The first set of chicks that produced that black pullet was in May.
Then about 3 months ago, Karen went broody and set on some eggs. All of those have white barring. Of course, except for the father, I have no idea who the other parent(s) is or are.
Barring is inherited differently than many other genes, because it is on the Z sex chromosome.
A rooster has chromosomes ZZ, so he can have barring on both of them, or one of them, or none of them. If he has barring on both Z chromosomes, he will give it to all his chicks. I was guessing from the photos that your rooster may have barring on just one Z chromosome, which would mean he could give barring or not-barring to any chick. (2 barring genes makes a rooster with more white: either wider bars or more bars of white.)
A hen has chromosomes ZW, so she can only have one barring gene. She gives that barring gene to her sons, and gives a W chromosome to her daughters (makes them female, does not give them barring.) A hen inherits her W chromosome from her mother, and her Z chromosome from her father (so it only matters whether her father has barring, not her mother.) A hen can never have the lighter (more white) kind of barring, because she can never have two barring genes.
So if the barred rooster has 2 genes for barring, then every chick of his will have barring, and he cannot be the father of the black pullet.
But if the barred rooster has just one gene for barring, then half his chicks will get barring from him, and the other half will not. So this would mean he could produce some black daughters.
Then about 3 months ago, Karen went broody and set on some eggs. All of those have white barring. Of course, except for the father, I have no idea who the other parent(s) is or are.
Male chicks can inherit barring from their father or their mother or both, so it would also be possible to get barred males from barred hens with the beta rooster. (Although I think the beta rooster has a gene that turns black into white, but I expect him to give that to half his chicks rather than all of them. That would let half his chicks show black in their coloring.)
Here is the daughter.
If I get a chance I will take a picture of an open wing to expose the white feather.
She is pretty! Unfortunately, I don't know which parents she came from.

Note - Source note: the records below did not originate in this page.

use std::env;

use assess_core::model::UserId;
use async_trait::async_trait;
use reqwest::Client;
use serde::{Deserialize, Serialize};
use tokio::sync::watch;

use super::{AuthGateway, AuthUser, CurrentUser, Credentials, normalize_email};
use crate::error::AuthError;

const DEFAULT_BASE_URL: &str = "https://identitytoolkit.googleapis.com/v1";

#[derive(Clone, Debug)]
pub struct IdentityToolkitConfig {
    pub base_url: String,
    pub api_key: String,
}

impl IdentityToolkitConfig {
    /// Read `ASSESS_IDENTITY_API_KEY` / `ASSESS_IDENTITY_BASE_URL`.
    ///
    /// Returns `None` when no API key is configured.
    #[must_use]
    pub fn from_env() -> Option<Self> {
        let api_key = env::var("ASSESS_IDENTITY_API_KEY").ok()?;
        if api_key.trim().is_empty() {
            return None;
        }
        let base_url =
            env::var("ASSESS_IDENTITY_BASE_URL").unwrap_or_else(|_| DEFAULT_BASE_URL.into());
        Some(Self { base_url, api_key })
    }
}

/// Adapter for an Identity Toolkit style REST backend
/// (`accounts:signInWithPassword`, `accounts:signUp`).
///
/// Sign-out only clears the locally held identity; the backend keeps no
/// session to end.
pub struct IdentityToolkitGateway {
    client: Client,
    config: IdentityToolkitConfig,
    current: CurrentUser,
}

impl IdentityToolkitGateway {
    #[must_use]
    pub fn new(config: IdentityToolkitConfig) -> Self {
        Self {
            client: Client::new(),
            config,
            current: CurrentUser::new(),
        }
    }

    async fn exchange(
        &self,
        endpoint: &str,
        credentials: &Credentials,
    ) -> Result<AuthUser, AuthError> {
        let url = format!(
            "{}/accounts:{endpoint}",
            self.config.base_url.trim_end_matches('/')
        );
        let payload = PasswordRequest {
            email: normalize_email(&credentials.email),
            password: &credentials.password,
            return_secure_token: true,
        };

        let response = self
            .client
            .post(url)
            .query(&[("key", self.config.api_key.as_str())])
            .json(&payload)
            .send()
            .await
            .map_err(|e| AuthError::Network(e.to_string()))?;

        let status = response.status();
        if !status.is_success() {
            let body: Option<ErrorEnvelope> = response.json().await.ok();
            let code = body.map(|b| b.error.message).unwrap_or_default();
            tracing::warn!(%status, code = %code, endpoint, "identity backend rejected request");
            return Err(map_error_code(&code, status));
        }

        let body: AccountResponse = response
            .json()
            .await
            .map_err(|e| AuthError::Backend(e.to_string()))?;
        let user = AuthUser {
            id: UserId::new(body.local_id),
            email: body.email,
        };
        self.current.set(Some(user.clone()));
        Ok(user)
    }
}

/// Backend messages look like `CODE` or `CODE : human readable detail`.
fn map_error_code(message: &str, status: reqwest::StatusCode) -> AuthError {
    let (code, detail) = match message.split_once(':') {
        Some((code, detail)) => (code.trim(), detail.trim()),
        None => (message.trim(), ""),
    };
    match code {
        "EMAIL_NOT_FOUND" | "INVALID_PASSWORD" | "INVALID_LOGIN_CREDENTIALS" | "USER_DISABLED" => {
            AuthError::InvalidCredentials
        }
        "EMAIL_EXISTS" => AuthError::AccountExists,
        "WEAK_PASSWORD" => AuthError::WeakCredential(if detail.is_empty() {
            "rejected by identity service".into()
        } else {
            detail.to_owned()
        }),
        "INVALID_EMAIL" | "MISSING_EMAIL" => AuthError::InvalidEmail,
        "" => AuthError::Backend(format!("unexpected status {status}")),
        other => AuthError::Backend(other.to_owned()),
    }
}

#[async_trait]
impl AuthGateway for IdentityToolkitGateway {
    async fn sign_in(&self, credentials: &Credentials) -> Result<AuthUser, AuthError> {
        self.exchange("signInWithPassword", credentials).await
    }

    async fn sign_up(&self, credentials: &Credentials) -> Result<AuthUser, AuthError> {
        self.exchange("signUp", credentials).await
    }

    async fn sign_out(&self) -> Result<(), AuthError> {
        self.current.set(None);
        Ok(())
    }

    fn current_user(&self) -> Option<AuthUser> {
        self.current.get()
    }

    fn subscribe(&self) -> watch::Receiver<Option<AuthUser>> {
        self.current.subscribe()
    }
}

#[derive(Debug, Serialize)]
#[serde(rename_all = "camelCase")]
struct PasswordRequest<'a> {
    email: String,
    password: &'a str,
    return_secure_token: bool,
}

#[derive(Debug, Deserialize)]
#[serde(rename_all = "camelCase")]
struct AccountResponse {
    local_id: String,
    email: String,
}

#[derive(Debug, Deserialize)]
struct ErrorEnvelope {
    error: ErrorBody,
}

#[derive(Debug, Deserialize)]
struct ErrorBody {
    message: String,
}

I suppose if you really wanted to try to figure it out, you could pen the males and females in specific combinations for a month or more, hatch eggs from each group (sorted by which hen laid the eggs), then look at the chicks and decide whether to try other combinations.
The two biggest factors I am not certain about: whether the barred rooster has two barring genes (cannot produce un-barred chicks) or one barring gene (can produce both barred and unbarred chicks) and whether the beta rooster has one or two of the gene Dominant White that turns black to white (two of it, he cannot produce chicks that show black, but one of it means he can show some chicks that show black and some that show white instead of black.)